To which the Emperor replies: “Pity that a character such as you describe this prince to be should be under the dominion of a fanaticism scarce worthy of Peter the Hermit, or the clownish multitude which he led, or of the very ass which he rode upon; which I am apt to think the wisest of the first multitude whom we beheld, seeing that it ran away towards Europe as soon as water and barley became scarce.”
As we shall see shortly, Scott had expressed his views on the ambiguous legacy of the Crusaders in his earlier novel Ivanhoe , but here we cannot take the Emperor’s views as Scott’s own. For later in Count Robert of Paris, Scott concedes that at least some Crusaders, including Godfrey, were motivated by higher principles: “A better principle determined the celebrated Godfrey, Raymond of Thoulouse [sic] , and some others, in whom devotion was something more than a mere burst of fanaticism”.

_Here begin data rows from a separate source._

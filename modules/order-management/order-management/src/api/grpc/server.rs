//! gRPC server implementation for order management
//!
//! Translates tonic requests and streams into domain calls. Every call gets a
//! [`CallContext`] tied to server shutdown and bounded by the caller's
//! `grpc-timeout` and the configured maximum call duration.

use std::pin::Pin;

use futures::{Stream, StreamExt};
use tokio_util::sync::CancellationToken;
use tonic::{Request, Response, Status, Streaming};
use tracing::{Instrument, Span, info, info_span, warn};

use order_management_sdk::{OrderError, OrderManagement, OrderRequest, OrderResponse};
use order_transport_grpc::request_timeout;

use crate::config::OrderServiceConfig;
use crate::domain::{CallCompletion, CallContext, Service, StreamSession, effective_timeout};

type ResponseStream = Pin<Box<dyn Stream<Item = Result<OrderResponse, Status>> + Send>>;

/// gRPC service implementation that wraps the domain Service.
#[derive(Clone)]
pub struct OrderManagementServiceImpl {
    service: Service,
    config: OrderServiceConfig,
    shutdown: CancellationToken,
}

impl OrderManagementServiceImpl {
    /// Calls in flight are cancelled once `shutdown` fires.
    #[must_use]
    pub fn new(service: Service, config: OrderServiceConfig, shutdown: CancellationToken) -> Self {
        Self {
            service,
            config,
            shutdown,
        }
    }

    fn call_context<T>(&self, request: &Request<T>) -> CallContext {
        let timeout = effective_timeout(
            request_timeout(request.metadata()),
            self.config.max_call_duration(),
        );
        CallContext::child_of(&self.shutdown, timeout)
    }
}

fn inbound(
    stream: Streaming<OrderRequest>,
) -> impl Stream<Item = Result<OrderRequest, OrderError>> + Unpin + Send + 'static {
    stream.map(|item| item.map_err(OrderError::from))
}

fn outbound<S>(responses: S) -> ResponseStream
where
    S: Stream<Item = Result<OrderResponse, OrderError>> + Send + 'static,
{
    Box::pin(responses.map(|item| item.map_err(Status::from)))
}

/// Log how a streaming call ended once its task reports back.
fn supervise(completion: CallCompletion) {
    tokio::spawn(
        async move {
            match completion.wait().await {
                Ok(summary) => info!(
                    received = summary.received,
                    sent = summary.sent,
                    "stream completed"
                ),
                Err(e) if e.is_not_found() => info!(error = %e, "stream ended without a match"),
                Err(e) => warn!(error = %e, "stream failed"),
            }
        }
        .instrument(Span::current()),
    );
}

fn log_failure(err: &OrderError) {
    if err.is_not_found() {
        info!(error = %err, "no match");
    } else {
        warn!(error = %err, "call failed");
    }
}

#[tonic::async_trait]
impl OrderManagement for OrderManagementServiceImpl {
    type ServerStreamGetOrderStream = ResponseStream;
    type BiDiStreamGetOrderStream = ResponseStream;

    async fn unary_get_order(
        &self,
        request: Request<OrderRequest>,
    ) -> Result<Response<OrderResponse>, Status> {
        info_span!("rpc", method = "UnaryGetOrder").in_scope(|| {
            let req = request.into_inner();
            self.service
                .unary_get_order(&req)
                .map(Response::new)
                .map_err(|e| {
                    log_failure(&e);
                    e.into()
                })
        })
    }

    async fn server_stream_get_order(
        &self,
        request: Request<OrderRequest>,
    ) -> Result<Response<Self::ServerStreamGetOrderStream>, Status> {
        info_span!("rpc", method = "ServerStreamGetOrder").in_scope(|| {
            let ctx = self.call_context(&request);
            let req = request.into_inner();
            match self
                .service
                .server_stream_get_order(&req, ctx, self.config.stream_buffer)
            {
                Ok(call) => {
                    supervise(call.completion);
                    Ok(Response::new(outbound(call.responses)))
                }
                Err(e) => {
                    log_failure(&e);
                    Err(e.into())
                }
            }
        })
    }

    async fn client_stream_get_order(
        &self,
        request: Request<Streaming<OrderRequest>>,
    ) -> Result<Response<OrderResponse>, Status> {
        let span = info_span!("rpc", method = "ClientStreamGetOrder");

        async move {
            let ctx = self.call_context(&request);
            let session = StreamSession::inbound_only(ctx);
            let requests = inbound(request.into_inner());

            self.service
                .client_stream_get_order(session, requests)
                .await
                .map(Response::new)
                .map_err(|e| {
                    log_failure(&e);
                    e.into()
                })
        }
        .instrument(span)
        .await
    }

    async fn bi_di_stream_get_order(
        &self,
        request: Request<Streaming<OrderRequest>>,
    ) -> Result<Response<Self::BiDiStreamGetOrderStream>, Status> {
        info_span!("rpc", method = "BiDiStreamGetOrder").in_scope(|| {
            let ctx = self.call_context(&request);
            let requests = inbound(request.into_inner());
            let call = self
                .service
                .bidi_stream_get_order(requests, ctx, self.config.stream_buffer);
            supervise(call.completion);

            Ok(Response::new(outbound(call.responses)))
        })
    }
}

In the novel, Michael Agelastes, an old Greek sage, warns the Byzantine Emperor of the avaricious kind of Crusader: “…[T]hese European barbarians are like no others under the cope of the universe, either in the things on which they look with desire or in those which they consider as discouraging. The treasures of this noble empire [Byzantium], so far as they affected their wishes, would merely inspire them with the desire to go to war with a nation possessed of so much wealth, and who, in their self-conceited estimation, were less able to defend than they themselves are powerful to assail. Of such a description, for instance, is Bohemond of Tarentum [also known as Bohemund of Taranto], and such a one is many a crusader less able and sagacious than he; for I think I need not tell your Imperial Divinity that he holds his own self-interest to be the devoted guide of his whole conduct through this extraordinary war; and that, therefore, you can justly calculate his course when once you are aware from which point of the compass the wind of avarice and self-interest breathes with respect to him.”
However, there are nobler spirits among the Crusaders, continues the Greek Sage, “but there are spirits among the Franks of a very different nature. And who must be acted upon by very different motives, if we would make ourselves masters of their actions and the principles by which they are governed….This people -- I mean the more lofty-minded of these crusaders, who act up to the pretences of the doctrine which they call chivalry -- despise the thirst of gold, and gold itself, unless to hilt their swords, or to furnish forth some necessary expenses, as alike useless and contemptible”.
It remains an ambiguous compliment; what does the Greek Sage (Scott himself?) mean by “act up to the pretences of the doctrine which they call chivalry” -- that they are sincere but self-deluded, or even simply insincere? We need to go back to Scott’s earlier novel Ivanhoe to arrive at a sense of Scott’s attitudes to chivalry. Ivanhoe, set in late Twelfth Century England, displays Scott’s more general concerns, his commitment to religious and racial tolerance, and his Enlightenment abhorrence of superstition and fanaticism, whether the unreflective kind of the masses, or the more dogmatic variety of the religious bigot. Scott more generally is concerned with fanaticism; one could even take the motto, usually attributed to Scott himself, to Chapter XXXV as the motto to the entire novel:
Arouse the tiger of Hyrcanian deserts,
Strive with half-starved lion for his prey;
Lesser the risk, than rouse the slumbering fire
Of wild fanaticism.
To be continued.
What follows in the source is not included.